But Mimoun did return to life, for, if not, how else would we ever continue this story? He revived and went on crying, more loudly than ever, and grandmother let her heart beat again and was still shaking as she hugged her son. And she must have cried as she sat on the ground reciting a litany. Swaying back and forth with the baby stuck to her. For a long, long time.
We don’t know how important this unusual event was in the life of Mimoun. Grandmother always says it changed her son forever. That frights suffered so young mark us forever, that the fright goes very deep inside and hides away in a secret cleft. Until it changes and turns into something you’d never recognise as fear, like banging on the door or pulling your hair out because they won’t let you do as you please. Grandmother always told this story to justify her son’s peculiar behaviour. Whenever Mimoun gave them a headache, she’d recount that same story again, my poor child. Yes, bad frights bury deep inside you and over time change and become the worst part of our selves, but at any rate, daughter, you know your father’s basically good-hearted and would never hurt anyone. The fact is those frights never completely left his body and turned him into someone different.
Mimoun would have been a normal man if it weren’t for the fact his childhood had been plagued by so many strange incidents, the first being the order in which he was born. If only he’d been born before the third daughter or after his brother, everything would have been different.

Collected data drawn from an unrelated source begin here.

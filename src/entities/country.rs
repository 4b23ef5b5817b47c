use sea_orm::{Set, entity::prelude::*};
use serde::Serialize;

use super::NaturalKey;

#[derive(Clone, Debug, PartialEq, DeriveEntityModel, Serialize)]
#[sea_orm(table_name = "countries")]
pub struct Model {
    #[sea_orm(primary_key)]
    pub id: i32,
    #[sea_orm(unique)]
    pub code: String,
    pub name: Option<String>,
}

#[derive(Copy, Clone, Debug, EnumIter, DeriveRelation)]
pub enum Relation {
    #[sea_orm(has_many = "super::movie::Entity")]
    Movie,
}

impl Related<super::movie::Entity> for Entity {
    fn to() -> RelationDef {
        Relation::Movie.def()
    }
}

impl ActiveModelBehavior for ActiveModel {}

impl NaturalKey for Entity {
    const KIND: &'static str = "country";

    fn key_column() -> Column {
        Column::Code
    }

    fn id_column() -> Column {
        Column::Id
    }

    fn id(model: &Model) -> i32 {
        model.id
    }

    fn with_key(key: &str) -> ActiveModel {
        ActiveModel { code: Set(key.to_string()), name: Set(None), ..Default::default() }
    }
}
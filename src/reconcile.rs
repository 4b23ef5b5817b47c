use std::collections::HashSet;

use sea_orm::{DatabaseTransaction, DbErr, EntityTrait, IntoActiveModel, TransactionTrait};
use tracing::{debug, warn};

use crate::{
    entities::{NaturalKey, country},
    store,
};

/// Trims keys, drops empty ones and collapses repeats, keeping first-seen order.
pub fn normalize_keys<S: AsRef<str>>(raw: &[S]) -> Vec<String> {
    let mut seen = HashSet::new();
    raw.iter()
        .map(|k| k.as_ref().trim())
        .filter(|k| !k.is_empty())
        .filter(|k| seen.insert(k.to_string()))
        .map(str::to_string)
        .collect()
}

/// Looks `key` up and inserts it when missing. The insert runs under a
/// savepoint; if a concurrent writer got there first the unique index
/// rejects it and the existing row is read back once.
pub async fn resolve_one<T: NaturalKey>(
    txn: &DatabaseTransaction,
    key: &str,
) -> Result<T::Model, DbErr>
where
    T::Model: IntoActiveModel<T::ActiveModel>,
{
    if let Some(found) = store::find_by_key::<T, _>(txn, key).await? {
        return Ok(found);
    }

    let savepoint = txn.begin().await?;
    let inserted = T::insert(T::with_key(key)).exec_with_returning(&savepoint).await;
    match inserted {
        Ok(created) => {
            savepoint.commit().await?;
            debug!(kind = T::KIND, key = %key, "created tag");
            Ok(created)
        },
        Err(err) if store::is_unique_violation(&err) => {
            savepoint.rollback().await?;
            warn!(kind = T::KIND, key = %key, "lost insert race, re-reading existing row");
            store::find_by_key::<T, _>(txn, key).await?.ok_or(err)
        },
        Err(err) => Err(err),
    }
}

/// Resolves every key in `raw`, in input order, without duplicates.
pub async fn resolve_all<T: NaturalKey>(
    txn: &DatabaseTransaction,
    raw: &[String],
) -> Result<Vec<T::Model>, DbErr>
where
    T::Model: IntoActiveModel<T::ActiveModel>,
{
    let mut out = Vec::new();
    for key in normalize_keys(raw) {
        out.push(resolve_one::<T>(txn, &key).await?);
    }
    Ok(out)
}

pub async fn resolve_country(
    txn: &DatabaseTransaction,
    code: Option<&str>,
) -> Result<Option<country::Model>, DbErr> {
    match code.map(str::trim).filter(|c| !c.is_empty()) {
        Some(code) => resolve_one::<country::Entity>(txn, code).await.map(Some),
        None => Ok(None),
    }
}

pub fn ids<T: NaturalKey>(models: &[<T as EntityTrait>::Model]) -> Vec<i32> {
    models.iter().map(T::id).collect()
}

He was dark-skinned like so many other baby boys who are born ugly, wrinkled and almost bluish and then change over time, after their birth. But he continued to be very dark.

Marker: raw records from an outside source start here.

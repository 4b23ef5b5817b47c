use std::time::Duration;

use migration::{Migrator, MigratorTrait};
use sea_orm::{
    ConnectOptions, ConnectionTrait, Database, DatabaseBackend, DatabaseConnection, Statement,
};

use crate::error::AppResult;

const SQLITE_PRAGMAS: [&str; 3] =
    ["PRAGMA foreign_keys=ON", "PRAGMA journal_mode=WAL", "PRAGMA synchronous=NORMAL"];

pub async fn connect_and_migrate(
    database_url: &str,
    max_connections: u32,
) -> AppResult<DatabaseConnection> {
    let mut opts = ConnectOptions::new(database_url.to_string());
    opts.max_connections(max_connections)
        .connect_timeout(Duration::from_secs(10))
        .sqlx_logging(false);

    let db = Database::connect(opts).await?;

    if db.get_database_backend() == DatabaseBackend::Sqlite {
        for pragma in SQLITE_PRAGMAS {
            db.execute(Statement::from_string(db.get_database_backend(), pragma.to_string()))
                .await?;
        }
    }

    Migrator::up(&db, None).await?;
    tracing::debug!("database schema is up to date");
    Ok(db)
}

/// Fresh, fully migrated in-memory database. One connection, since every
/// SQLite `:memory:` connection is its own database.
#[cfg(test)]
pub async fn memory() -> DatabaseConnection {
    connect_and_migrate("sqlite::memory:", 1).await.expect("in-memory database")
}

/// URL of a fresh on-disk database under the temp dir, for tests that need
/// several connections to see the same data.
#[cfg(test)]
pub fn scratch_url(name: &str) -> (String, std::path::PathBuf) {
    let path = std::env::temp_dir().join(format!("theater-{name}-{}.db", std::process::id()));
    for suffix in ["", "-wal", "-shm"] {
        let mut file = path.clone().into_os_string();
        file.push(suffix);
        std::fs::remove_file(file).ok();
    }
    (format!("sqlite://{}?mode=rwc", path.display()), path)
}
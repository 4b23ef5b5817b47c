use axum::{
    Json,
    http::StatusCode,
    response::{IntoResponse, Response},
};
use serde::Serialize;

use crate::store;

#[derive(Debug, thiserror::Error)]
pub enum AppError {
    #[error("{0}")]
    InvalidInput(String),
    #[error("{0}")]
    Conflict(String),
    #[error("{0}")]
    NotFound(String),
    #[error(transparent)]
    Internal(#[from] anyhow::Error),
}

impl AppError {
    pub fn invalid_input(detail: impl Into<String>) -> Self {
        Self::InvalidInput(detail.into())
    }

    pub fn conflict(detail: impl Into<String>) -> Self {
        Self::Conflict(detail.into())
    }

    pub fn not_found(detail: impl Into<String>) -> Self {
        Self::NotFound(detail.into())
    }

    pub fn kind(&self) -> &'static str {
        match self {
            Self::InvalidInput(_) => "invalid_input",
            Self::Conflict(_) => "conflict",
            Self::NotFound(_) => "not_found",
            Self::Internal(_) => "internal",
        }
    }

    pub fn status(&self) -> StatusCode {
        match self {
            Self::InvalidInput(_) => StatusCode::BAD_REQUEST,
            Self::Conflict(_) => StatusCode::CONFLICT,
            Self::NotFound(_) => StatusCode::NOT_FOUND,
            Self::Internal(_) => StatusCode::INTERNAL_SERVER_ERROR,
        }
    }
}

impl From<sea_orm::DbErr> for AppError {
    fn from(err: sea_orm::DbErr) -> Self {
        if store::is_unique_violation(&err) {
            tracing::debug!(error = %err, "unique constraint rejected write");
            return Self::Conflict("A record with the same unique key already exists.".to_string());
        }
        if store::is_busy(&err) {
            tracing::warn!(error = %err, "write lock not granted in time");
            return Self::Conflict("The catalog is busy with another write; retry the request.".to_string());
        }
        Self::Internal(anyhow::Error::new(err))
    }
}

impl From<jiff::Error> for AppError {
    fn from(err: jiff::Error) -> Self {
        Self::Internal(anyhow::Error::new(err))
    }
}

#[derive(Debug, Serialize)]
struct ErrorBody<'a> {
    error: &'static str,
    detail: &'a str,
}

impl IntoResponse for AppError {
    fn into_response(self) -> Response {
        let detail = match &self {
            Self::Internal(err) => {
                tracing::error!(error = ?err, "request failed");
                "Internal server error."
            },
            Self::InvalidInput(detail) | Self::Conflict(detail) | Self::NotFound(detail) => {
                detail.as_str()
            },
        };
        let body = Json(ErrorBody { error: self.kind(), detail });
        (self.status(), body).into_response()
    }
}

pub type AppResult<T> = Result<T, AppError>;

#[cfg(test)]
mod tests {
    use super::*;

    #[test]
    fn maps_kinds_to_status_codes() {
        assert_eq!(AppError::invalid_input("x").status(), StatusCode::BAD_REQUEST);
        assert_eq!(AppError::conflict("x").status(), StatusCode::CONFLICT);
        assert_eq!(AppError::not_found("x").status(), StatusCode::NOT_FOUND);
        assert_eq!(
            AppError::from(anyhow::anyhow!("boom")).status(),
            StatusCode::INTERNAL_SERVER_ERROR
        );
    }

    #[tokio::test]
    async fn internal_errors_do_not_leak_details() {
        let resp = AppError::from(anyhow::anyhow!("connection refused at 10.0.0.1")).into_response();
        assert_eq!(resp.status(), StatusCode::INTERNAL_SERVER_ERROR);

        let bytes = axum::body::to_bytes(resp.into_body(), usize::MAX).await.unwrap();
        let body: serde_json::Value = serde_json::from_slice(&bytes).unwrap();
        assert_eq!(body["error"], "internal");
        assert_eq!(body["detail"], "Internal server error.");
    }

    #[test]
    fn non_unique_db_errors_are_internal() {
        let err = AppError::from(sea_orm::DbErr::Custom("disk I/O error".to_string()));
        assert!(matches!(err, AppError::Internal(_)));
    }
}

Apart from the incident of the muffled thwap! of that smack, Mimoun grew up with very few upsets. His three sisters were women in the traditional mould, the kind that take responsibility for the house and the family and feel innate devotion for their small brother, although they aren’t much older. They swaddled him, caressed him, milked the cow every morning so he had fresh milk, and accustomed him to being massaged in almond oil from the day he was born. They were proud of him, were his nursemaids, and he was their toy.
He grew up like that, surrounded by women who protected him against the world. If he was crying and grandfather started out to shut the boy up, they ran and scolded him, particularly after that thwap! What on earth did you think, that after all the effort you’d put into making a male child you’d frighten him so a djinn could take his soul away and never bring it back?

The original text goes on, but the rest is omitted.